■ EXERCISE BRIEF
In the records below, find every line that contains "derive" and list it.
____________
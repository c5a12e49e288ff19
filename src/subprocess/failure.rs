//! Exit statuses and the structured failures built from them

use std::fmt;

/// How a subprocess ended.
#[derive(Debug, Clone, Copy, PartialEq, Eq)]
pub enum ExitStatus {
    Success,
    Error(i32),
    Signal(i32),
}

impl ExitStatus {
    pub fn success(&self) -> bool {
        matches!(self, ExitStatus::Success)
    }

    pub fn code(&self) -> Option<i32> {
        match self {
            ExitStatus::Success => Some(0),
            ExitStatus::Error(code) => Some(*code),
            ExitStatus::Signal(_) => None,
        }
    }

    /// Convert a std exit status, falling back to the signal on Unix.
    pub fn from_std(status: std::process::ExitStatus) -> Self {
        if status.success() {
            ExitStatus::Success
        } else if let Some(code) = status.code() {
            ExitStatus::Error(code)
        } else {
            Self::from_signal(status)
        }
    }

    #[cfg(unix)]
    fn from_signal(status: std::process::ExitStatus) -> Self {
        use std::os::unix::process::ExitStatusExt;
        match status.signal() {
            Some(signal) => ExitStatus::Signal(signal),
            None => ExitStatus::Error(1),
        }
    }

    #[cfg(not(unix))]
    fn from_signal(_status: std::process::ExitStatus) -> Self {
        ExitStatus::Error(1)
    }
}

impl fmt::Display for ExitStatus {
    fn fmt(&self, f: &mut fmt::Formatter<'_>) -> fmt::Result {
        match self {
            ExitStatus::Success => write!(f, "exited successfully"),
            ExitStatus::Error(code) => write!(f, "exited with code {code}"),
            ExitStatus::Signal(signal) => write!(f, "terminated by signal {signal}"),
        }
    }
}

/// Everything a caller needs to diagnose a failed command without
/// re-running it.
#[derive(Debug, Clone, PartialEq, Eq)]
pub struct StructuredFailure {
    pub status: Option<ExitStatus>,
    pub stderr: String,
    pub command_line: Vec<String>,
    pub description: String,
    /// Text of the underlying error when the failure did not come from an
    /// exit status alone (a broken pipe, a closed stream).
    pub cause: Option<String>,
}

impl StructuredFailure {
    pub fn exit_code(&self) -> Option<i32> {
        self.status.and_then(|status| status.code())
    }

    pub fn command_line_string(&self) -> String {
        self.command_line.join(" ")
    }
}

impl fmt::Display for StructuredFailure {
    fn fmt(&self, f: &mut fmt::Formatter<'_>) -> fmt::Result {
        write!(
            f,
            "{} failed with args:\n    {}\n",
            self.description,
            self.command_line_string()
        )?;

        let stderr = self.stderr.trim_end();
        if !stderr.is_empty() {
            write!(f, "{stderr}")?;
        } else if let Some(status) = &self.status {
            write!(f, "Process {status}")?;
        }

        if let Some(cause) = &self.cause {
            write!(f, "\n({cause})")?;
        }
        Ok(())
    }
}

/// Build the failure for a command from whatever is known about how it ended.
pub fn translate(
    status: Option<ExitStatus>,
    captured_stderr: &[u8],
    description: &str,
    command_line: &[String],
    cause: Option<String>,
) -> StructuredFailure {
    StructuredFailure {
        status,
        stderr: String::from_utf8_lossy(captured_stderr).into_owned(),
        command_line: command_line.to_vec(),
        description: description.to_string(),
        cause,
    }
}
____________
■ YOUR SOLUTION
#[derive(Debug, Clone, Copy, PartialEq, Eq)]
#[derive(Debug, Clone, PartialEq, Eq)]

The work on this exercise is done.